Work to be completed → In the records that follow, count each line where the string "display" occurs. Provide the total and no other text.

************

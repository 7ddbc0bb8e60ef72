//! Undo/redo history for the editor surface
//!
//! History is an ordered sequence of content snapshots, oldest first, and
//! always holds at least the initial empty string. The redo stack carries
//! states undone but not yet reapplied. `commit`, `undo`, and `redo` are the
//! only mutation entry points.

/// Append-only undo stack plus redo stack over whole-content snapshots
#[derive(Debug, Clone)]
pub struct HistoryModel {
    history: Vec<String>,
    redo_stack: Vec<String>,
}

impl HistoryModel {
    /// Create a history holding only the initial empty snapshot
    pub fn new() -> Self {
        Self {
            history: vec![String::new()],
            redo_stack: Vec::new(),
        }
    }

    /// Append `new_content` to the history and clear the redo stack.
    ///
    /// Always succeeds, even when `new_content` equals the current last
    /// snapshot; every accepted edit produces an entry.
    pub fn commit(&mut self, new_content: &str) {
        self.history.push(new_content.to_string());
        self.redo_stack.clear();
    }

    /// Undo the most recent commit.
    ///
    /// Returns the content to display, or `None` when only the initial
    /// snapshot remains (saturating no-op). The undone snapshot moves to
    /// the redo stack.
    pub fn undo(&mut self) -> Option<String> {
        if self.history.len() <= 1 {
            return None;
        }
        let last = self.history.pop()?;
        self.redo_stack.push(last);
        self.history.last().cloned()
    }

    /// Reapply the most recently undone snapshot.
    ///
    /// Returns the content to display, or `None` when the redo stack is
    /// empty (saturating no-op). The snapshot is pushed back onto history.
    pub fn redo(&mut self) -> Option<String> {
        let value = self.redo_stack.pop()?;
        self.history.push(value.clone());
        Some(value)
    }

    /// Number of snapshots in the undo history
    pub fn len(&self) -> usize {
        self.history.len()
    }

    /// History always holds the initial snapshot
    pub fn is_empty(&self) -> bool {
        false
    }

    /// Number of snapshots available for redo
    pub fn redo_len(&self) -> usize {
        self.redo_stack.len()
    }

    /// The most recent snapshot
    pub fn last(&self) -> &str {
        self.history.last().map(String::as_str).unwrap_or("")
    }
}

impl Default for HistoryModel {
    fn default() -> Self {
        Self::new()
    }
}
//! # Pure Content Transforms
//!
//! Each transform takes the current content (and a char offset where
//! relevant) and returns the new content. Same inputs, same output, no
//! hidden state. Offsets are char indices, matching the selection-start
//! offsets the editor surface delivers.

use crate::config::{COMMENT_PREFIX, INDENT_UNIT};

/// Splice `text` into `content` at char `offset`.
///
/// Offsets past the end of the content clamp to the end.
pub fn insert_at(content: &str, offset: usize, text: &str) -> String {
    let byte_offset = char_to_byte_offset(content, offset);
    let mut result = String::with_capacity(content.len() + text.len());
    result.push_str(&content[..byte_offset]);
    result.push_str(text);
    result.push_str(&content[byte_offset..]);
    result
}

/// Remove a single leading two-space run from the start of the whole buffer.
///
/// Deliberately not line-aware: exactly one occurrence at position 0 is
/// removed, no matter how many lines the buffer holds.
pub fn outdent(content: &str) -> String {
    content
        .strip_prefix(INDENT_UNIT)
        .unwrap_or(content)
        .to_string()
}

/// Append a newline plus the leading-space run copied from the buffer's
/// last line.
///
/// The indentation source is always the buffer's last line, not the line
/// under the cursor.
pub fn newline_with_indent(content: &str) -> String {
    let last_line = content.rsplit('\n').next().unwrap_or("");
    let indent: String = last_line.chars().take_while(|&c| c == ' ').collect();
    let mut result = String::with_capacity(content.len() + 1 + indent.len());
    result.push_str(content);
    result.push('\n');
    result.push_str(&indent);
    result
}

/// Toggle a `//` line comment on the line containing char `offset`.
///
/// The line is resolved by accumulating each line's char count plus one for
/// the removed newline until the cumulative count exceeds `offset`; when no
/// line qualifies (offset past the final line) the first line is used.
/// Commented lines lose one `//` marker and at most one following
/// whitespace char after their leading whitespace; uncommented lines gain a
/// `"// "` prefix.
pub fn toggle_line_comment(content: &str, offset: usize) -> String {
    let lines: Vec<&str> = content.split('\n').collect();

    let mut char_count = 0;
    let mut line_index = 0;
    for (i, line) in lines.iter().enumerate() {
        char_count += line.chars().count() + 1;
        if char_count > offset {
            line_index = i;
            break;
        }
    }

    let mut lines: Vec<String> = lines.into_iter().map(str::to_string).collect();
    let line = &lines[line_index];

    lines[line_index] = if line.trim_start().starts_with("//") {
        uncomment_line(line)
    } else {
        format!("{COMMENT_PREFIX}{line}")
    };

    lines.join("\n")
}

/// Map a char offset to a byte offset, clamping past-the-end offsets
pub(crate) fn char_to_byte_offset(content: &str, offset: usize) -> usize {
    content
        .char_indices()
        .nth(offset)
        .map(|(i, _)| i)
        .unwrap_or(content.len())
}

/// Remove the first `//` marker (and at most one following whitespace char)
/// after the line's leading whitespace
fn uncomment_line(line: &str) -> String {
    let ws_end = line.len() - line.trim_start().len();
    let (ws, rest) = line.split_at(ws_end);
    let rest = rest.strip_prefix("//").unwrap_or(rest);
    let rest = rest
        .strip_prefix(|c: char| c.is_whitespace())
        .unwrap_or(rest);
    format!("{ws}{rest}")
}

************

Completed task → 2